What is being asked:
List, from the lines below, each one with "UploadController" in it.

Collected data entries
· · · · ·
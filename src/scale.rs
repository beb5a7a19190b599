//! Conductivity colour scale: automatic bounds from the data, optional manual override.

use std::fmt;

use serde::{Deserialize, Serialize};

use crate::error::ValidationError;

const ENABLE_LOGS: bool = true;

use crate::log_info;

/// Share of the observed range added below the minimum and above the maximum.
const AUTO_PADDING: f64 = 0.05;
const MIN_RANGE: f64 = 1e-6;

#[derive(Debug, Clone, Copy, PartialEq, Eq, Serialize, Deserialize)]
pub struct Rgb {
    pub r: u8,
    pub g: u8,
    pub b: u8,
}

impl Rgb {
    /// Colour for missing values and degenerate scales (`#888`).
    pub const NEUTRAL: Rgb = Rgb::new(136, 136, 136);

    pub const fn new(r: u8, g: u8, b: u8) -> Self {
        Self { r, g, b }
    }

    pub fn to_hex(self) -> String {
        format!("#{:02x}{:02x}{:02x}", self.r, self.g, self.b)
    }
}

impl fmt::Display for Rgb {
    fn fmt(&self, f: &mut fmt::Formatter<'_>) -> fmt::Result {
        write!(f, "rgb({},{},{})", self.r, self.g, self.b)
    }
}

/// Two-stop linear gradient, `low` at `t = 0` and `high` at `t = 1`.
#[derive(Debug, Clone, Copy, PartialEq, Serialize, Deserialize)]
pub struct Gradient {
    pub low: Rgb,
    pub high: Rgb,
}

impl Default for Gradient {
    /// Blue for low conductivity, red for high.
    fn default() -> Self {
        Self {
            low: Rgb::new(0, 140, 255),
            high: Rgb::new(255, 0, 0),
        }
    }
}

impl Gradient {
    pub fn at(&self, t: f64) -> Rgb {
        let t = t.clamp(0.0, 1.0);
        let lerp = |a: u8, b: u8| (f64::from(a) + (f64::from(b) - f64::from(a)) * t).round() as u8;
        Rgb::new(
            lerp(self.low.r, self.high.r),
            lerp(self.low.g, self.high.g),
            lerp(self.low.b, self.high.b),
        )
    }
}

#[derive(Debug, Clone, Copy, PartialEq, Default, Serialize, Deserialize)]
pub struct Scale {
    pub min: f64,
    pub max: f64,
}

impl Scale {
    /// Manual bounds: both finite and strictly ordered.
    pub fn manual(min: f64, max: f64) -> Result<Self, ValidationError> {
        if min.is_finite() && max.is_finite() && min < max {
            Ok(Self { min, max })
        } else {
            Err(ValidationError::ScaleBounds { min, max })
        }
    }

    /// Padded bounds over the observed values; `{0, 0}` when there are none.
    pub fn auto(values: impl IntoIterator<Item = f64>) -> Self {
        let observed = values
            .into_iter()
            .filter(|v| v.is_finite())
            .fold(None, |acc: Option<(f64, f64)>, v| match acc {
                None => Some((v, v)),
                Some((lo, hi)) => Some((lo.min(v), hi.max(v))),
            });

        match observed {
            None => Self { min: 0.0, max: 0.0 },
            Some((lo, hi)) => {
                let pad = (hi - lo).max(MIN_RANGE) * AUTO_PADDING;
                Self {
                    min: lo - pad,
                    max: hi + pad,
                }
            }
        }
    }

    pub fn is_degenerate(&self) -> bool {
        self.min == self.max
    }

    pub fn color_for(&self, value: Option<f64>, gradient: &Gradient) -> Rgb {
        match value {
            Some(v) if v.is_finite() && !self.is_degenerate() => {
                gradient.at((v - self.min) / (self.max - self.min))
            }
            _ => Rgb::NEUTRAL,
        }
    }
}

/// Active scale of the map: the automatic one unless a manual override is set.
#[derive(Debug, Clone, Default)]
pub struct ScaleEngine {
    auto: Scale,
    manual: Option<Scale>,
    gradient: Gradient,
}

impl ScaleEngine {
    pub fn new(gradient: Gradient) -> Self {
        Self {
            gradient,
            ..Self::default()
        }
    }

    /// New data: recompute the automatic bounds and drop any manual override.
    pub fn recompute(&mut self, values: impl IntoIterator<Item = f64>) -> Scale {
        self.auto = Scale::auto(values);
        self.manual = None;
        self.auto
    }

    pub fn set_manual(&mut self, min: f64, max: f64) -> Result<Scale, ValidationError> {
        let scale = Scale::manual(min, max)?;
        log_info!("manual colour scale set to [{}, {}]", scale.min, scale.max);
        self.manual = Some(scale);
        Ok(scale)
    }

    pub fn reset(&mut self) -> Scale {
        self.manual = None;
        self.auto
    }

    pub fn current(&self) -> Scale {
        self.manual.unwrap_or(self.auto)
    }

    pub fn auto_scale(&self) -> Scale {
        self.auto
    }

    pub fn is_manual(&self) -> bool {
        self.manual.is_some()
    }

    pub fn color_for(&self, value: Option<f64>) -> Rgb {
        self.current().color_for(value, &self.gradient)
    }
}
//! Normalisation of raw table input. Never fails: anything unusable becomes `Empty`.

use crate::models::{CellValue, ReadingField};

/// Parses a number typed with either `.` or `,` as decimal separator.
pub fn parse_nullable_number(raw: &CellValue) -> Option<f64> {
    match raw {
        CellValue::Empty => None,
        CellValue::Number(n) => n.is_finite().then_some(*n),
        CellValue::Text(s) => parse_decimal(s),
    }
}

pub fn parse_nullable_text(raw: &CellValue) -> Option<String> {
    let text = raw.clone().into_text()?;
    let trimmed = text.trim();
    (!trimmed.is_empty()).then(|| trimmed.to_string())
}

/// Text form of `parse_nullable_number`, shared with the validated entry points
/// (instrument height, scale bounds, drill-point fields).
pub fn parse_decimal(raw: &str) -> Option<f64> {
    let trimmed = raw.trim();
    if trimmed.is_empty() {
        return None;
    }
    trimmed
        .replacen(',', ".", 1)
        .parse::<f64>()
        .ok()
        .filter(|v| v.is_finite())
}

pub fn coerce(field: ReadingField, raw: &CellValue) -> CellValue {
    if field.is_numeric() {
        parse_nullable_number(raw).into()
    } else {
        parse_nullable_text(raw).into()
    }
}

#[cfg(test)]
mod tests {
    use super::*;

    #[test]
    fn test_numbers_accept_comma_or_dot() {
        assert_eq!(parse_nullable_number(&"12,5".into()), Some(12.5));
        assert_eq!(parse_nullable_number(&" 12.5 ".into()), Some(12.5));
        assert_eq!(parse_nullable_number(&CellValue::Number(3.0)), Some(3.0));
    }

    #[test]
    fn test_unusable_numbers_become_empty() {
        assert_eq!(parse_nullable_number(&"".into()), None);
        assert_eq!(parse_nullable_number(&"   ".into()), None);
        assert_eq!(parse_nullable_number(&"abc".into()), None);
        assert_eq!(parse_nullable_number(&"inf".into()), None);
        assert_eq!(parse_nullable_number(&"NaN".into()), None);
        assert_eq!(parse_nullable_number(&CellValue::Number(f64::INFINITY)), None);
        assert_eq!(parse_nullable_number(&"1,2,3".into()), None);
    }

    #[test]
    fn test_text_is_trimmed_and_empty_is_null() {
        assert_eq!(parse_nullable_text(&"  V  ".into()).as_deref(), Some("V"));
        assert_eq!(parse_nullable_text(&"   ".into()), None);
        assert_eq!(parse_nullable_text(&CellValue::Number(4.0)).as_deref(), Some("4"));
    }

    #[test]
    fn test_coerce_dispatches_on_field_kind() {
        assert_eq!(
            coerce(ReadingField::Conductivity, &"12,5".into()),
            CellValue::Number(12.5)
        );
        assert_eq!(
            coerce(ReadingField::Range, &" 2 ".into()),
            CellValue::Text("2".into())
        );
        assert_eq!(coerce(ReadingField::GpsHdop, &"n/a".into()), CellValue::Empty);
    }
}
//! Upload round-trip: send the survey file, then replace the dataset in one
//! step. A newer upload supersedes the one in flight; a failed or superseded
//! upload never touches the current dataset.

use std::path::Path;
use std::sync::{
    atomic::{AtomicU64, Ordering},
    Arc,
};

use anyhow::{anyhow, Context, Result};
use serde::Serialize;
use tokio::sync::{watch, Mutex};
use tokio_util::sync::CancellationToken;

use crate::backend::BackendClient;
use crate::error::SyncError;
use crate::models::{LineSummary, SurveyHeader, UploadResponse};
use crate::survey::InstrumentHeight;
use crate::sync::ViewSynchronizer;

const ENABLE_LOGS: bool = true;

use crate::{log_info, log_warn};

#[derive(Debug, Clone, PartialEq, Serialize)]
#[serde(tag = "state", rename_all = "snake_case")]
pub enum UploadStatus {
    Idle,
    Uploading { file_name: String },
    Loaded { file_name: String, readings: usize },
    Failed { message: String },
}

/// Header and per-line counts of the survey that was just loaded.
#[derive(Debug, Clone, PartialEq, Serialize)]
pub struct SurveySummary {
    pub header: SurveyHeader,
    pub lines: Vec<LineSummary>,
    pub readings: usize,
}

impl SurveySummary {
    fn from_response(response: &UploadResponse, readings: usize) -> Self {
        Self {
            header: response.header.clone(),
            lines: response.lines.clone(),
            readings,
        }
    }

    pub fn file_info(&self) -> String {
        format!(
            "File: {} · Version: {}",
            self.header.file_name.as_deref().unwrap_or("unknown"),
            self.header.version.as_deref().unwrap_or("?")
        )
    }

    /// Program, survey mode and one line per survey line.
    pub fn describe(&self) -> Vec<String> {
        let mut out = vec![
            format!(
                "Program: {} {}",
                self.header.program.as_deref().unwrap_or("?"),
                self.header.version.as_deref().unwrap_or("")
            )
            .trim_end()
            .to_string(),
            format!("Mode: {}", self.header.survey_type.as_deref().unwrap_or("?")),
        ];
        out.extend(self.lines.iter().map(|l| {
            format!(
                "{}: {} readings, {} GPS",
                l.line_name.as_deref().unwrap_or("?"),
                l.readings,
                l.gps_points
            )
        }));
        out
    }
}

struct InFlight {
    generation: u64,
    cancel: CancellationToken,
}

#[derive(Clone)]
pub struct UploadController {
    client: BackendClient,
    sync: ViewSynchronizer,
    in_flight: Arc<Mutex<Option<InFlight>>>,
    generation: Arc<AtomicU64>,
    status: Arc<watch::Sender<UploadStatus>>,
}

impl UploadController {
    pub fn new(client: BackendClient, sync: ViewSynchronizer) -> Self {
        let (status, _) = watch::channel(UploadStatus::Idle);
        Self {
            client,
            sync,
            in_flight: Arc::new(Mutex::new(None)),
            generation: Arc::new(AtomicU64::new(0)),
            status: Arc::new(status),
        }
    }

    pub fn subscribe(&self) -> watch::Receiver<UploadStatus> {
        self.status.subscribe()
    }

    pub fn status(&self) -> UploadStatus {
        self.status.borrow().clone()
    }

    pub async fn upload_file(&self, path: &Path, height: InstrumentHeight) -> Result<Option<SurveySummary>> {
        let bytes = tokio::fs::read(path)
            .await
            .with_context(|| format!("failed to read {}", path.display()))?;
        let file_name = path
            .file_name()
            .map(|n| n.to_string_lossy().into_owned())
            .unwrap_or_else(|| "survey".to_string());
        self.upload_bytes(&file_name, bytes, height).await
    }

    /// Uploads and, on success, replaces the dataset. Returns `Ok(None)` when a
    /// newer upload superseded this one.
    pub async fn upload_bytes(
        &self,
        file_name: &str,
        bytes: Vec<u8>,
        height: InstrumentHeight,
    ) -> Result<Option<SurveySummary>> {
        let generation = self.generation.fetch_add(1, Ordering::SeqCst) + 1;
        let cancel = CancellationToken::new();
        {
            let mut in_flight = self.in_flight.lock().await;
            if let Some(previous) = in_flight.replace(InFlight {
                generation,
                cancel: cancel.clone(),
            }) {
                log_info!("upload #{} superseded by #{}", previous.generation, generation);
                previous.cancel.cancel();
            }
        }
        self.status.send_replace(UploadStatus::Uploading {
            file_name: file_name.to_string(),
        });
        log_info!("uploading {} ({} bytes, instrument height {} m)", file_name, bytes.len(), height.meters());

        let result = tokio::select! {
            biased;
            _ = cancel.cancelled() => return Ok(None),
            result = self.client.upload(file_name, bytes, height) => result,
        };

        let mut in_flight = self.in_flight.lock().await;
        if cancel.is_cancelled() || in_flight.as_ref().map(|f| f.generation) != Some(generation) {
            return Ok(None);
        }
        *in_flight = None;

        let response = match result {
            Ok(response) => response,
            Err(err) => {
                log_warn!("upload of {} failed: {}", file_name, err);
                self.status.send_replace(UploadStatus::Failed {
                    message: err.to_string(),
                });
                return Err(anyhow!(err));
            }
        };

        let Some(readings) = self.sync.load_dataset(&response.geojson, height) else {
            self.status.send_replace(UploadStatus::Failed {
                message: SyncError::Busy.to_string(),
            });
            return Err(anyhow!(SyncError::Busy));
        };
        self.status.send_replace(UploadStatus::Loaded {
            file_name: file_name.to_string(),
            readings,
        });
        Ok(Some(SurveySummary::from_response(&response, readings)))
    }
}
· · · · ·
Problem solution:
pub struct UploadController {
impl UploadController {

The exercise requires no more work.